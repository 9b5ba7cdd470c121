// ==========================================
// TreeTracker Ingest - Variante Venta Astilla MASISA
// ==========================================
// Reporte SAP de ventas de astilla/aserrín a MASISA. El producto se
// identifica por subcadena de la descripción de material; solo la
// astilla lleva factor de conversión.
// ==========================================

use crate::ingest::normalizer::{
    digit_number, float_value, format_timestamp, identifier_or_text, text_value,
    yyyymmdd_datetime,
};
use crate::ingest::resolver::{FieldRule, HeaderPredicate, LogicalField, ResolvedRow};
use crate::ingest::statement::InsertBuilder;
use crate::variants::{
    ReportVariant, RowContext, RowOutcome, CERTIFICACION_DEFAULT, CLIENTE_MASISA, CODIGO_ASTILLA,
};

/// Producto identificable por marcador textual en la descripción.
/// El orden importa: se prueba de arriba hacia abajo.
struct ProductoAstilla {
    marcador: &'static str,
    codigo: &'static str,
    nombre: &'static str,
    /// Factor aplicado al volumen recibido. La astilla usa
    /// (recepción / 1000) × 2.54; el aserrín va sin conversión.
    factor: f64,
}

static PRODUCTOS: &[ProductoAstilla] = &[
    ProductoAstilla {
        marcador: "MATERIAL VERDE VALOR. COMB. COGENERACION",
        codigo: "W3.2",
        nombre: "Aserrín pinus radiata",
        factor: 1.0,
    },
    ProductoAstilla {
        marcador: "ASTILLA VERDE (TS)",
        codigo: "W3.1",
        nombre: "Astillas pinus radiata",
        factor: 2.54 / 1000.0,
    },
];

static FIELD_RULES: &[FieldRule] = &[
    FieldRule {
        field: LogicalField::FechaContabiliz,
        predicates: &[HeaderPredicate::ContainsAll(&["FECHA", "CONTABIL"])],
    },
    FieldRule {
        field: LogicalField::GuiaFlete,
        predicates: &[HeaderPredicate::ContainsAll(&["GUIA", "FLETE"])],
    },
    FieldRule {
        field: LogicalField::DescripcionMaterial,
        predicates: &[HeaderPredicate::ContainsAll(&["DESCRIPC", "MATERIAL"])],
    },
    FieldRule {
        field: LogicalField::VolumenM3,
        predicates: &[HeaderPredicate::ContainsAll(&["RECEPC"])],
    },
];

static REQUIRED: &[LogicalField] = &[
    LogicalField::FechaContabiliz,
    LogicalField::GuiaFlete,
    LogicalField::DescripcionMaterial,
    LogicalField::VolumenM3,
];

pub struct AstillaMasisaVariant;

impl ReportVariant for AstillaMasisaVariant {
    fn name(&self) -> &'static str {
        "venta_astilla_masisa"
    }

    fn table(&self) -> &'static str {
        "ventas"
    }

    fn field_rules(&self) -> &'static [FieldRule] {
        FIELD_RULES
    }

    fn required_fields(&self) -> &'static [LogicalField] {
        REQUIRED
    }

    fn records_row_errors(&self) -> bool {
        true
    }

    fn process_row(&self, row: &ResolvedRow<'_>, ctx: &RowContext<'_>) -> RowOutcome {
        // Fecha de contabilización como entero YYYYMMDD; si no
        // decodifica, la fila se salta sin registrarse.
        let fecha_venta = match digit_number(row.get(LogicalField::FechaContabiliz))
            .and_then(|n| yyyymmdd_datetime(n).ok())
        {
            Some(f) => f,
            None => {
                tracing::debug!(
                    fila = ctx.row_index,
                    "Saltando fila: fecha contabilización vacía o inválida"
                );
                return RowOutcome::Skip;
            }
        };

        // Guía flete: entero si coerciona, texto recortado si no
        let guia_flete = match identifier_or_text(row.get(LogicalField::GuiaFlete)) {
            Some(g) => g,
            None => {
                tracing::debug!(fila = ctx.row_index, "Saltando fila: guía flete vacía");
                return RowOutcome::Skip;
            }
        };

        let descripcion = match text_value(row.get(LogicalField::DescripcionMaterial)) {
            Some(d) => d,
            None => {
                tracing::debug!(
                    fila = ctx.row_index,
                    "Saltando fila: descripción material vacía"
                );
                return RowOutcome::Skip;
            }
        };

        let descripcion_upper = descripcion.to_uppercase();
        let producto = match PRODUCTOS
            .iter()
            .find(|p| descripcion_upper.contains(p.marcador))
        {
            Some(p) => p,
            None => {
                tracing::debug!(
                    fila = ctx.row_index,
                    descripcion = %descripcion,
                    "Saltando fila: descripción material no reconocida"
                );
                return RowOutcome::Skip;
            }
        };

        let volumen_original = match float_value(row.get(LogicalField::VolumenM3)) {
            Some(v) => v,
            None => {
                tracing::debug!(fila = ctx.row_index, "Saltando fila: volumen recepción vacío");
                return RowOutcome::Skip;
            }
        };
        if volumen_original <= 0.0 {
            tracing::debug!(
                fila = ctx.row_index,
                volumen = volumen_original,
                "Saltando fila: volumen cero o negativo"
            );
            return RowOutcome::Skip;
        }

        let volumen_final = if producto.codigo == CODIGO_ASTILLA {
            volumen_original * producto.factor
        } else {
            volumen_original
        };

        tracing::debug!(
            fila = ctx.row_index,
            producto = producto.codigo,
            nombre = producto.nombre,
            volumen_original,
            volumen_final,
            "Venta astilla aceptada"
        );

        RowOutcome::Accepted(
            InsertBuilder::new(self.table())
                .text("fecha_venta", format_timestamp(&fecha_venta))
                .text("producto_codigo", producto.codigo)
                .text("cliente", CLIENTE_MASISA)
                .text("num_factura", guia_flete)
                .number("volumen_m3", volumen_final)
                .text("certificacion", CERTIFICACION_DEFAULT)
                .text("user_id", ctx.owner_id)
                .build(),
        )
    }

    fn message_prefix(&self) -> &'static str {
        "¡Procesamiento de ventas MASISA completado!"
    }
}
__________________________________________________
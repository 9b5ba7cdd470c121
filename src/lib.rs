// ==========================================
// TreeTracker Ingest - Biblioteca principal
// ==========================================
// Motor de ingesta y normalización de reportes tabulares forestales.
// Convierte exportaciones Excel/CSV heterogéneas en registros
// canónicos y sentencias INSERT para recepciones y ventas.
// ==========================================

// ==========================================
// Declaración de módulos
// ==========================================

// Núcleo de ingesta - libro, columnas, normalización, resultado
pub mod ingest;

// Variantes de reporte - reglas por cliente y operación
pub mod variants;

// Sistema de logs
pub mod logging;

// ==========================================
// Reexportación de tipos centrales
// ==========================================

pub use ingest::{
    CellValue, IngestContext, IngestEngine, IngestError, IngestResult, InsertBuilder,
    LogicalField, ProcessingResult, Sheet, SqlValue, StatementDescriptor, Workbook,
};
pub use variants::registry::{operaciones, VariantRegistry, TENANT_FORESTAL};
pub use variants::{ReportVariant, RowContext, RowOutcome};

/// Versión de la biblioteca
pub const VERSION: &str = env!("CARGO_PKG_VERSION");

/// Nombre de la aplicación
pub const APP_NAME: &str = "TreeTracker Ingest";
__________________________________________________
**Your goal:** In the entries above, find each line with the word "const" and return it.

**Exercise answer:**
pub const VERSION: &str = env!("CARGO_PKG_VERSION");
pub const APP_NAME: &str = "TreeTracker Ingest";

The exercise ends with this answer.